Agregaron que "se trata de hechos que, por su naturaleza y por el modo de comisión, se enarbolan como expresión de violencia contra dos mujeres, una de ellas quien fue su pareja y la otra habiendo sido parte integrante de su familia y madre de un sobrino de Gamarra, quien ya se encuentra inmersa en un contexto de violencia económica y se suma a ello la actitud temeraria de Gamarra; colocándolas en el lugar de objeto, y por ello, en una especial situación de vulnerabilidad. Y respecto de la totalidad de hechos delictivos, debe tenerse en cuenta como agravantes el nivel de violencia desplegado, así como los medios utilizados para cometer los delitos, enfundando gran temor en las personas que aparecen aquí como víctimas de los mismos".
LA CONDENA
Tras analizar las pruebas presentadas, el juez Carballo valoró como un elemento atenuante de la pena el reconocimiento de los delitos por parte del joven y como agravante consideró el peligro causado y el nivel de violencia desplegado. Así, condenó a Gamarra por los delitos de amenazas simples (primer hecho), amenazas calificadas por el uso de arma de fuego (segundo, quinto y sexto hecho), lesiones leves y amenazas calificadas (séptimo hecho) y abuso de armas (tercer hecho), lesioles leves en contexto de violencia de género (cuarto hecho), condenándolo a la pena de 3 años de prisión condicional.

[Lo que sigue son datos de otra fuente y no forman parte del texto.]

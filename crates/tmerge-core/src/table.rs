//! Core table types shared by every stage of the merge

use crate::error::{Error, Result};
use serde::{Deserialize, Serialize};

/// A tidy table: named columns and rows of matching arity
#[derive(Debug, Clone, PartialEq, Serialize, Deserialize)]
pub struct TidyTable {
    /// Column definitions
    pub columns: Vec<Column>,
    /// Row data
    pub rows: Vec<Row>,
    /// Where the table came from (file name or section name)
    pub source: String,
}

impl TidyTable {
    /// Create a new empty table with no columns
    pub fn new(source: impl Into<String>) -> Self {
        Self {
            columns: Vec::new(),
            rows: Vec::new(),
            source: source.into(),
        }
    }

    /// Create an empty table with the given column names
    pub fn with_columns<S: AsRef<str>>(source: impl Into<String>, names: &[S]) -> Self {
        let columns = names
            .iter()
            .enumerate()
            .map(|(i, name)| Column::new(name.as_ref().to_string(), i))
            .collect();

        Self {
            columns,
            rows: Vec::new(),
            source: source.into(),
        }
    }

    /// Get the number of columns
    pub fn column_count(&self) -> usize {
        self.columns.len()
    }

    /// Get the number of rows
    pub fn row_count(&self) -> usize {
        self.rows.len()
    }

    /// A table with no rows carries nothing to place
    pub fn is_empty(&self) -> bool {
        self.rows.is_empty()
    }

    /// Find a column by name
    pub fn find_column(&self, name: &str) -> Option<&Column> {
        self.columns.iter().find(|c| c.name == name)
    }

    /// Index of a named column, or `ColumnNotFound`
    pub fn column_index(&self, name: &str) -> Result<usize> {
        self.find_column(name)
            .map(|c| c.index)
            .ok_or_else(|| Error::ColumnNotFound {
                table: self.source.clone(),
                column: name.to_string(),
            })
    }

    /// Column names in table order
    pub fn column_names(&self) -> Vec<&str> {
        self.columns.iter().map(|c| c.name.as_str()).collect()
    }

    /// Append a column holding the same value in every row
    pub fn push_constant_column(&mut self, name: impl Into<String>, value: CellValue) {
        let index = self.columns.len();
        self.columns.push(Column::new(name.into(), index));
        for row in &mut self.rows {
            row.cells.push(value.clone());
        }
    }

    /// Stable ascending sort on the textual value of one column
    pub fn sort_by_column(&mut self, name: &str) -> Result<()> {
        let index = self.column_index(name)?;
        self.rows.sort_by(|a, b| {
            let left = a.get(index).map(CellValue::to_string_value).unwrap_or_default();
            let right = b.get(index).map(CellValue::to_string_value).unwrap_or_default();
            left.cmp(&right)
        });
        Ok(())
    }
}

/// A column definition
#[derive(Debug, Clone, PartialEq, Serialize, Deserialize)]
pub struct Column {
    /// Column name as declared by the header
    pub name: String,
    /// Column index (0-based)
    pub index: usize,
}

impl Column {
    /// Create a new column
    pub fn new(name: String, index: usize) -> Self {
        Self { name, index }
    }
}

/// A row of data
#[derive(Debug, Clone, PartialEq, Serialize, Deserialize)]
pub struct Row {
    /// Cell values for each column
    pub cells: Vec<CellValue>,
}

impl Row {
    /// Create a new row
    pub fn new(cells: Vec<CellValue>) -> Self {
        Self { cells }
    }

    /// Get a cell value by column index
    pub fn get(&self, index: usize) -> Option<&CellValue> {
        self.cells.get(index)
    }
}

/// A cell value
#[derive(Debug, Clone, PartialEq, Serialize, Deserialize)]
#[serde(untagged)]
pub enum CellValue {
    /// Integer value
    Integer(i64),
    /// Floating-point value
    Float(f64),
    /// Text kept exactly as read
    Text(String),
    /// Empty/null cell
    Empty,
}

impl CellValue {
    /// Parse a string into a CellValue, detecting the type
    pub fn parse(s: &str) -> Self {
        let trimmed = s.trim();

        if trimmed.is_empty() {
            return CellValue::Empty;
        }

        if let Ok(i) = trimmed.parse::<i64>() {
            return CellValue::Integer(i);
        }

        if let Ok(f) = trimmed.parse::<f64>() {
            return CellValue::Float(f);
        }

        CellValue::Text(trimmed.to_string())
    }

    /// Wrap text verbatim, without type detection or trimming
    pub fn text(s: impl Into<String>) -> Self {
        CellValue::Text(s.into())
    }

    /// Check if the cell is empty
    pub fn is_empty(&self) -> bool {
        matches!(self, CellValue::Empty)
    }

    /// Numeric view of the cell; text is coerced when it reads as a number
    pub fn as_f64(&self) -> Option<f64> {
        match self {
            CellValue::Integer(i) => Some(*i as f64),
            CellValue::Float(f) if f.is_finite() => Some(*f),
            CellValue::Float(_) => None,
            CellValue::Text(s) => s.trim().parse::<f64>().ok().filter(|f| f.is_finite()),
            CellValue::Empty => None,
        }
    }

    /// Convert to a display string
    pub fn to_string_value(&self) -> String {
        self.to_string()
    }
}

impl std::fmt::Display for CellValue {
    fn fmt(&self, f: &mut std::fmt::Formatter<'_>) -> std::fmt::Result {
        match self {
            CellValue::Integer(i) => write!(f, "{}", i),
            // Debug keeps the decimal point on whole numbers ("15.0")
            CellValue::Float(fl) => write!(f, "{:?}", fl),
            CellValue::Text(s) => write!(f, "{}", s),
            CellValue::Empty => write!(f, ""),
        }
    }
}

impl From<&str> for CellValue {
    fn from(s: &str) -> Self {
        CellValue::Text(s.to_string())
    }
}

impl From<i64> for CellValue {
    fn from(i: i64) -> Self {
        CellValue::Integer(i)
    }
}

#[cfg(test)]
mod tests {
    use super::*;

    #[test]
    fn test_cell_value_parse_integer() {
        assert_eq!(CellValue::parse("42"), CellValue::Integer(42));
        assert_eq!(CellValue::parse("-123"), CellValue::Integer(-123));
    }

    #[test]
    fn test_cell_value_parse_float() {
        assert_eq!(CellValue::parse("3.14"), CellValue::Float(3.14));
        assert_eq!(CellValue::parse(" -2.5 "), CellValue::Float(-2.5));
    }

    #[test]
    fn test_cell_value_parse_text_and_empty() {
        assert_eq!(
            CellValue::parse("2024-01-01"),
            CellValue::Text("2024-01-01".to_string())
        );
        assert_eq!(CellValue::parse("   "), CellValue::Empty);
    }

    #[test]
    fn test_as_f64_coerces_text() {
        assert_eq!(CellValue::text(" 12.5").as_f64(), Some(12.5));
        assert_eq!(CellValue::Integer(3).as_f64(), Some(3.0));
        assert_eq!(CellValue::text("n/a").as_f64(), None);
        assert_eq!(CellValue::text("NaN").as_f64(), None);
        assert_eq!(CellValue::Empty.as_f64(), None);
    }

    #[test]
    fn test_display_keeps_float_point() {
        assert_eq!(CellValue::Float(15.0).to_string_value(), "15.0");
        assert_eq!(CellValue::Float(0.25).to_string_value(), "0.25");
        assert_eq!(CellValue::Integer(2).to_string_value(), "2");
        assert_eq!(CellValue::Empty.to_string_value(), "");
    }

    #[test]
    fn test_sort_by_column_is_stable() {
        let mut table = TidyTable::with_columns("sleep", &["Start Time", "tag"]);
        for (start, tag) in [("b", "1"), ("a", "2"), ("b", "3"), ("a", "4")] {
            table.rows.push(Row::new(vec![start.into(), tag.into()]));
        }

        table.sort_by_column("Start Time").unwrap();

        let tags: Vec<String> = table
            .rows
            .iter()
            .map(|r| r.cells[1].to_string_value())
            .collect();
        assert_eq!(tags, vec!["2", "4", "1", "3"]);
    }

    #[test]
    fn test_sort_by_missing_column() {
        let mut table = TidyTable::with_columns("sleep", &["a"]);
        let err = table.sort_by_column("Start Time").unwrap_err();
        assert!(matches!(err, Error::ColumnNotFound { .. }));
    }

    #[test]
    fn test_push_constant_column() {
        let mut table = TidyTable::with_columns("report", &["patient_id"]);
        table.rows.push(Row::new(vec!["p1".into()]));
        table.rows.push(Row::new(vec!["p2".into()]));

        table.push_constant_column("complete", CellValue::Integer(2));

        assert_eq!(table.column_names(), vec!["patient_id", "complete"]);
        assert!(table.rows.iter().all(|r| r.cells[1] == CellValue::Integer(2)));
    }
}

Además, por el mismo período de la pena, dispuso que deberá cumplir las siguientes reglas de conducta: mantener el domicilio informado en sede judicial o avisa en caso de modificarlo; prohibición de realizar actos violentos o molestos contra las las seis víctimas, de las cuales tres son mujeres, prohibición de acercamiento personal, obligación de asistir a una entrevista diagnóstica ante el Área de Salud Mental del Centro de Salud y, en caso de ser considerado necesario, iniciar, sostener y culminar tratamiento psicológico y/o psiquiátrico y/o interdisciplinario; obligación de asistir, por el tiempo que los profesionales a cargo consideren y establezcan, a Talleres de Reeducación para Varones que Ejercen Violencias, y/o similares; la obligación de realizar al menos un curso y/o taller de oficios; y prohibición de verse involucrado en cualquier comportamiento violento.
Finalmente, el magistrado ordenó el decomiso y la destrucción de dos armas de fuego que se le secuestraron a Gamarra, una de ellas una pistola calibre .22, con cargador y siete proyectiles calibre .22, y otra de fabricación casera conocida como "tumbera", calibre 28, compuesta por dos caños.